British anatomist (born 1940)

Raymond Douglas Lund (born 10 February 1940) is a British anatomist. He was a professor of ophthalmology at the John Moran Eye Center (University of Utah).

He was previously professor of anatomy at the University of Cambridge. He was also a professor at the University of Washington, The Medical University of South Carolina, and the University of Pittsburgh.
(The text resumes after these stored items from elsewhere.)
//! A terminal form renderer for server-described JSON views.
//!
//! Type a URL (or pass one on the command line); the document behind it is
//! fetched after a short quiet period and rendered as a vertical stack of
//! text, image and choice widgets.

mod app;
mod config;
mod core;
mod ui;

use std::io::{self, stderr};
use std::time::{Duration, Instant};

use anyhow::Result;
use clap::Parser;
use crossterm::{
    event::{DisableBracketedPaste, DisableMouseCapture, EnableBracketedPaste, EnableMouseCapture},
    execute,
    terminal::{disable_raw_mode, enable_raw_mode, EnterAlternateScreen, LeaveAlternateScreen},
};
use ratatui::{
    backend::CrosstermBackend,
    text::{Line, Span},
    widgets::{Block, BorderType, Borders, Paragraph},
    Frame, Terminal,
};
use tokio::sync::mpsc;

use crate::app::{
    event::{bind_controller, spawn_event_reader, AppEvent, ViewChange},
    handler,
    net_runtime::{spawn_document_fetch, spawn_image_load, NetUpdate},
    state::{AppState, Focus},
};
use crate::core::fetch::FetchController;
use crate::ui::{
    form_widget::FormWidget,
    layout::AppLayout,
    popup::InfoPopup,
    spinner::FetchIndicator,
    theme::Theme,
    url_field::UrlFieldWidget,
};

// ───────────────────────────────────────── CLI ───────────────

#[derive(Parser, Debug)]
#[command(name = env!("CARGO_PKG_NAME"), about = "Render a JSON-described form in the terminal")]
struct Cli {
    /// Document URL (defaults to the config file, then the sample document).
    url: Option<String>,

    /// Quiet period in milliseconds between the last URL edit and the fetch.
    #[arg(long = "debounce-ms")]
    debounce_ms: Option<u64>,
}

// ───────────────────────────────────────── drawing ───────────

/// Draw one frame.  Returns `true` when the form's content width changed
/// and the stack has to be laid out again.
fn draw(frame: &mut Frame, state: &mut AppState) -> bool {
    let area = frame.area();
    let layout = AppLayout::from_area(area);
    let content = layout.form_content();

    state.terminal_area = area;
    state.form_height = content.height;
    let relayout = state.form_width != content.width;
    state.form_width = content.width;

    let url_widget = UrlFieldWidget {
        field: &state.url_field,
        status: state.controller.status(),
        focused: state.focus == Focus::UrlField,
    };
    let cursor = url_widget.cursor_position(layout.url_area);
    frame.render_widget(url_widget, layout.url_area);
    if state.focus == Focus::UrlField && state.popup.is_none() {
        frame.set_cursor_position(cursor);
    }

    let form_focused = state.focus == Focus::Form;
    let block = Block::default()
        .title(Line::from(Span::styled(" Form ", Theme::title_style())))
        .borders(Borders::ALL)
        .border_type(BorderType::Rounded)
        .border_style(Theme::border_style(form_focused));
    frame.render_widget(
        FormWidget {
            block,
            stack: &state.stack,
            state: &state.form_state,
            images: &state.image_cache,
            has_focus: form_focused,
        },
        layout.form_area,
    );
    frame.render_widget(
        FetchIndicator {
            phase: state.controller.phase(),
            tick: state.tick,
        },
        layout.form_area,
    );

    let hint = state.config.status_bar_hint();
    frame.render_widget(
        Paragraph::new(hint).style(Theme::status_bar_style()),
        layout.status_area,
    );

    if let Some(message) = state.popup.as_deref() {
        frame.render_widget(
            InfoPopup {
                message: Some(message),
            },
            area,
        );
    }

    relayout
}

/// Lay the current document out again, e.g. after the width changed.
fn relayout(state: &mut AppState) {
    let doc = state.controller.document().clone();
    state.rebuild(&doc);
}

// ───────────────────────────────────────── main ─────────────

#[tokio::main]
async fn main() -> Result<()> {
    // Initialise tracing (only when RUST_LOG is set).
    tracing_subscriber::fmt()
        .with_env_filter(tracing_subscriber::EnvFilter::from_default_env())
        .with_writer(io::stderr) // never pollute stdout
        .init();

    let cli = Cli::parse();

    let mut user_config = config::AppConfig::load();
    if let Some(ms) = cli.debounce_ms {
        user_config.debounce = config::debounce_from_millis(ms);
    }
    let initial_url = cli.url.unwrap_or_else(|| user_config.default_url.clone());

    let mut controller = FetchController::new(user_config.debounce);
    let (binding, mut changes) = bind_controller(&mut controller);
    controller.set_url(initial_url, Instant::now());
    let mut state = AppState::new(controller, user_config);

    // ── terminal setup ────────────────────────────────────────
    enable_raw_mode()?;
    let mut stderr_handle = stderr();
    execute!(
        stderr_handle,
        EnterAlternateScreen,
        EnableMouseCapture,
        EnableBracketedPaste
    )?;
    let backend = CrosstermBackend::new(stderr());
    let mut terminal = Terminal::new(backend)?;

    // ── async channels ────────────────────────────────────────
    let mut events = spawn_event_reader(Duration::from_millis(100));
    let (net_tx, mut net_rx) = mpsc::unbounded_channel::<NetUpdate>();
    let client = reqwest::Client::new();

    // ── event loop ────────────────────────────────────────────
    loop {
        let mut needs_relayout = false;
        terminal.draw(|frame| needs_relayout = draw(frame, &mut state))?;
        if needs_relayout {
            relayout(&mut state);
        }

        for url in state.take_images_to_load() {
            tracing::debug!(%url, "image: loading");
            spawn_image_load(net_tx.clone(), client.clone(), url);
        }

        let deadline = state.controller.next_deadline();
        let wake = tokio::time::Instant::from_std(deadline.unwrap_or_else(Instant::now));

        tokio::select! {
            Some(event) = events.recv() => {
                match event {
                    AppEvent::Key(k) => handler::handle_key(&mut state, k, Instant::now()),
                    AppEvent::Mouse(m) => handler::handle_mouse(&mut state, m),
                    AppEvent::Paste(text) => handler::handle_paste(&mut state, &text, Instant::now()),
                    // The next draw picks up the new width.
                    AppEvent::Resize => {}
                    AppEvent::Tick => state.tick = state.tick.wrapping_add(1),
                }
            }

            Some(change) = changes.recv() => {
                match change {
                    ViewChange::Document(doc) => state.rebuild(&doc),
                    // Drawn straight from the controller.
                    ViewChange::Status(status) => tracing::debug!(%status, "status changed"),
                }
            }

            Some(update) = net_rx.recv() => {
                match update {
                    NetUpdate::Document { generation, result } => {
                        if let Some(outcome) = state.controller.complete(generation, result) {
                            tracing::info!(?outcome, "fetch: settled");
                        }
                    }
                    NetUpdate::Image { url, result } => match result {
                        Ok(image) => state.image_arrived(url, image),
                        Err(e) => {
                            tracing::warn!(%url, "image: {e}");
                            state.image_failed(url);
                        }
                    },
                }
            }

            _ = tokio::time::sleep_until(wake), if deadline.is_some() => {
                if let Some(request) = state.controller.poll(Instant::now()) {
                    tracing::info!(url = %request.url, generation = request.generation, "fetch: start");
                    spawn_document_fetch(net_tx.clone(), client.clone(), request);
                }
            }
        }

        if state.should_quit {
            break;
        }
    }

    // ── teardown ──────────────────────────────────────────────
    binding.release(&mut state.controller);
    disable_raw_mode()?;
    execute!(
        terminal.backend_mut(),
        LeaveAlternateScreen,
        DisableMouseCapture,
        DisableBracketedPaste
    )?;
    terminal.show_cursor()?;

    Ok(())
}
//! Form pane — draws the widget stack with a vertical scroll offset.
//!
//! ## Architecture
//!
//! * **State** (`FormState`) — selection and scroll offset, owned by
//!   `AppState`.
//! * **Geometry** (`hit_test`, `segment_rects`) — pure layout math shared
//!   between the widget (rendering) and the handler (mouse hit-testing).
//! * **Widget** (`FormWidget`) — paints only the widgets that overlap the
//!   scroll window.  Images resample just their visible rows; the small
//!   bordered widgets are drawn whole into a scratch buffer and their
//!   visible rows copied, so a border cut by the viewport edge stays right.

use std::collections::HashMap;

use ratatui::{
    buffer::Buffer,
    layout::{Alignment, Position, Rect},
    style::Color,
    text::{Line, Span},
    widgets::{Block, BorderType, Borders, Paragraph, Widget},
};

use crate::app::net_runtime::LoadedImage;
use crate::core::render::{
    Placement, RenderedWidget, WidgetStack, WidgetView, FIXED_WIDGET_HEIGHT, WIDGET_GAP,
};
use crate::ui::{image::render_halfblocks, theme::Theme};

// ─── state ──────────────────────────────────────────────────────

#[derive(Debug, Clone, Copy, Default)]
pub struct FormState {
    /// Index into the stack of the highlighted widget.
    pub selected: usize,
    /// First visible content row.
    pub offset: u32,
}

impl FormState {
    pub fn select_next(&mut self, count: usize) {
        if count > 0 && self.selected < count - 1 {
            self.selected += 1;
        }
    }

    pub fn select_prev(&mut self) {
        self.selected = self.selected.saturating_sub(1);
    }

    pub fn scroll_by(&mut self, delta: i64, max_scroll: u32) {
        let next = (self.offset as i64 + delta).clamp(0, max_scroll as i64);
        self.offset = next as u32;
    }

    /// Scroll so the selected widget is in view, as far as `max_scroll`
    /// allows.
    pub fn reveal(&mut self, placement: Placement, viewport: u16, max_scroll: u32) {
        let viewport = viewport as u32;
        if placement.top < self.offset {
            self.offset = placement.top.saturating_sub(WIDGET_GAP as u32);
        } else if placement.bottom() > self.offset + viewport {
            self.offset = placement.bottom().saturating_sub(viewport);
        }
        self.offset = self.offset.min(max_scroll);
    }
}

// ─── geometry ───────────────────────────────────────────────────

/// What a click inside the form content landed on.
#[derive(Debug, Clone, Copy, PartialEq, Eq)]
pub struct FormHit {
    pub index: usize,
    /// Segment under the pointer, for choice widgets.
    pub option: Option<usize>,
}

/// Equal-width segments across `area`, like a segmented control.  The last
/// segment absorbs the rounding remainder.
pub fn segment_rects(area: Rect, count: usize) -> Vec<Rect> {
    if count == 0 || area.width == 0 {
        return Vec::new();
    }
    let count = count.min(area.width as usize) as u16;
    let base = area.width / count;
    (0..count)
        .map(|i| {
            let x = area.x + i * base;
            let w = if i == count - 1 {
                area.width - i * base
            } else {
                base
            };
            Rect::new(x, area.y, w, area.height)
        })
        .collect()
}

/// Map a screen position inside `content` (the form pane's inner area) to
/// the widget under it.
pub fn hit_test(
    stack: &WidgetStack,
    state: &FormState,
    content: Rect,
    x: u16,
    y: u16,
) -> Option<FormHit> {
    if x < content.x || x >= content.x + content.width || y < content.y {
        return None;
    }
    let content_row = (y - content.y) as u32 + state.offset;
    let placements = stack.layout();
    let index = placements
        .iter()
        .position(|p| content_row >= p.top && content_row < p.bottom())?;

    let option = match &stack.widgets()[index].view {
        WidgetView::Choice { options, .. } => {
            let inner = Rect::new(content.x + 1, 0, content.width.saturating_sub(2), 1);
            segment_rects(inner, options.len())
                .iter()
                .position(|r| x >= r.x && x < r.x + r.width)
        }
        _ => None,
    };
    Some(FormHit { index, option })
}

// ─── widget ─────────────────────────────────────────────────────

pub struct FormWidget<'a> {
    pub block: Block<'a>,
    pub stack: &'a WidgetStack,
    pub state: &'a FormState,
    pub images: &'a HashMap<String, LoadedImage>,
    pub has_focus: bool,
}

impl Widget for FormWidget<'_> {
    fn render(self, area: Rect, buf: &mut Buffer) {
        let inner = self.block.inner(area);
        self.block.render(area, buf);
        if inner.width < 2 || inner.height == 0 {
            return;
        }
        // Rightmost column is the scrollbar.
        let content = Rect::new(inner.x, inner.y, inner.width - 1, inner.height);

        let view_top = self.state.offset;
        let view_bottom = view_top + content.height as u32;

        for (i, (widget, placement)) in self
            .stack
            .widgets()
            .iter()
            .zip(self.stack.layout())
            .enumerate()
        {
            if placement.bottom() <= view_top {
                continue;
            }
            if placement.top >= view_bottom {
                break;
            }
            let top = placement.top.max(view_top);
            let bottom = placement.bottom().min(view_bottom);
            let slice = Slice {
                skip: (top - placement.top) as u16,
                dest: Rect::new(
                    content.x,
                    content.y + (top - view_top) as u16,
                    content.width,
                    (bottom - top) as u16,
                ),
                full_height: placement.height,
            };
            let selected = self.has_focus && i == self.state.selected;
            render_widget(widget, slice, selected, self.images, buf);
        }

        let scrollbar = Rect::new(inner.x + inner.width - 1, inner.y, 1, inner.height);
        render_scrollbar(
            scrollbar,
            self.stack.content_height(),
            self.state.offset,
            inner.height as u32,
            buf,
        );
    }
}

/// The visible part of one widget: rows `skip..skip + dest.height` of a
/// widget `full_height` rows tall, drawn at `dest`.
#[derive(Debug, Clone, Copy)]
struct Slice {
    skip: u16,
    dest: Rect,
    full_height: u16,
}

impl Slice {
    /// Row `row` of the widget on screen, if it is visible.
    fn screen_row(&self, row: u16) -> Option<u16> {
        (row >= self.skip && row < self.skip + self.dest.height)
            .then(|| self.dest.y + row - self.skip)
    }
}

fn render_widget(
    widget: &RenderedWidget,
    slice: Slice,
    selected: bool,
    images: &HashMap<String, LoadedImage>,
    buf: &mut Buffer,
) {
    if let WidgetView::Image {
        caption,
        url,
        height: Some(_),
    } = &widget.view
    {
        if let Some(img) = images.get(url) {
            render_halfblocks(&img.thumb, slice.full_height, slice.skip, slice.dest, buf);
            let caption_row = slice.full_height.saturating_sub(2);
            if let Some(y) = slice.screen_row(caption_row) {
                render_caption(caption, Rect::new(slice.dest.x, y, slice.dest.width, 1), buf);
            }
            if selected {
                mark_selected(slice.dest, buf);
            }
            return;
        }
    }

    // Bordered and placeholder widgets are a few rows tall: draw them whole
    // off-screen and copy the visible rows.
    let height = slice.full_height.min(FIXED_WIDGET_HEIGHT);
    let rect = Rect::new(0, 0, slice.dest.width, height);
    let mut scratch = Buffer::empty(rect);
    render_small_widget(widget, rect, selected, &mut scratch);

    for row in 0..height {
        let Some(y) = slice.screen_row(row) else {
            continue;
        };
        for col in 0..slice.dest.width {
            let src = scratch.cell(Position::new(col, row)).cloned();
            let dst = buf.cell_mut(Position::new(slice.dest.x + col, y));
            if let (Some(src), Some(dst)) = (src, dst) {
                *dst = src;
            }
        }
    }
}

fn render_small_widget(widget: &RenderedWidget, rect: Rect, selected: bool, buf: &mut Buffer) {
    match &widget.view {
        WidgetView::Text { text } => {
            let block = widget_block(selected);
            Paragraph::new(Line::from(Span::styled(text.as_str(), Theme::text_style())))
                .alignment(Alignment::Center)
                .block(block)
                .render(rect, buf);
        }
        WidgetView::Image { caption, .. } => {
            let marker = if selected { "▸ " } else { "  " };
            Paragraph::new(Line::from(vec![
                Span::styled(marker, Theme::widget_border_style(true)),
                Span::styled(format!("⧗ {caption}"), Theme::placeholder_style()),
            ]))
            .alignment(Alignment::Center)
            .render(rect, buf);
        }
        WidgetView::Choice { options, selected: active } => {
            let block = widget_block(selected);
            let inner = block.inner(rect);
            block.render(rect, buf);
            let segments = segment_rects(inner, options.len());
            for (i, (label, seg)) in options.iter().zip(&segments).enumerate() {
                let style = Theme::segment_style(*active == Some(i));
                buf.set_style(*seg, style);
                Paragraph::new(Line::from(Span::styled(label.as_str(), style)))
                    .alignment(Alignment::Center)
                    .render(*seg, buf);
                if i > 0 {
                    if let Some(cell) = buf.cell_mut(Position::new(seg.x, seg.y)) {
                        cell.set_char('│').set_fg(Color::DarkGray);
                    }
                }
            }
        }
    }
}

fn widget_block(selected: bool) -> Block<'static> {
    Block::default()
        .borders(Borders::ALL)
        .border_type(BorderType::Rounded)
        .border_style(Theme::widget_border_style(selected))
}

/// Caption pill: 60 % of the row width, centred.
fn render_caption(caption: &str, row: Rect, buf: &mut Buffer) {
    let width = (row.width as u32 * 6 / 10) as u16;
    let pill = Rect::new(row.x + (row.width - width) / 2, row.y, width, 1);
    buf.set_style(pill, Theme::caption_style());
    Paragraph::new(Line::from(Span::styled(caption, Theme::caption_style())))
        .alignment(Alignment::Center)
        .render(pill, buf);
}

/// Images have no border; a selected one gets a marker in its left column.
fn mark_selected(rect: Rect, buf: &mut Buffer) {
    for row in rect.y..rect.y + rect.height {
        if let Some(cell) = buf.cell_mut(Position::new(rect.x, row)) {
            cell.set_char('▌').set_fg(Color::Cyan);
        }
    }
}

// ─── scrollbar ──────────────────────────────────────────────────

fn render_scrollbar(area: Rect, total: u32, offset: u32, visible: u32, buf: &mut Buffer) {
    if total <= visible || area.height < 2 || area.width == 0 {
        return;
    }
    let h = area.height as f64;
    let thumb_sz = ((visible as f64 / total as f64) * h).ceil().max(1.0) as u16;
    let max_off = total.saturating_sub(visible) as f64;
    let thumb_pos = ((offset.min(total - visible) as f64 / max_off) * (h - thumb_sz as f64))
        .round() as u16;

    for row in 0..area.height {
        let is_thumb = row >= thumb_pos && row < thumb_pos + thumb_sz;
        let (ch, fg) = if is_thumb {
            ('█', Color::LightBlue)
        } else {
            ('│', Color::DarkGray)
        };
        if let Some(cell) = buf.cell_mut(Position::new(area.x, area.y + row)) {
            cell.set_char(ch).set_fg(fg);
        }
    }
}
He has studied the fine detail of sensory pathways in the brains of mammals, and was the first person to demonstrate that transplants of neural cells can rewire into the recipient's brain, meaning that stem cell implants have the potential to treat some forms of blindness, such as age-related macular degeneration and retinitis pigmentosa. (Transplanted neural tissue develops connections with host rat brain. Lund RD, Hauschka SD. Science. 1976 Aug 13;193(4253):582-4. doi: 10.1126/science.959815). He also made important contributions to understanding the abnormal connections in the visual pathways of albino animals. (Uncrossed Visual Pathways of Hooded and Albino Rats. Lund RD. Science. 1965 Sep 24;149(3691):1506-7. doi: 10.1126/science.149.3691.1506). In 1978 he published an influential text book on developmental neuroscience: Development and Plasticity of the Brain: An Introduction, Oxford University Press, ISBN 978-0195023084

He was elected a Fellow of the Royal Society in 1992.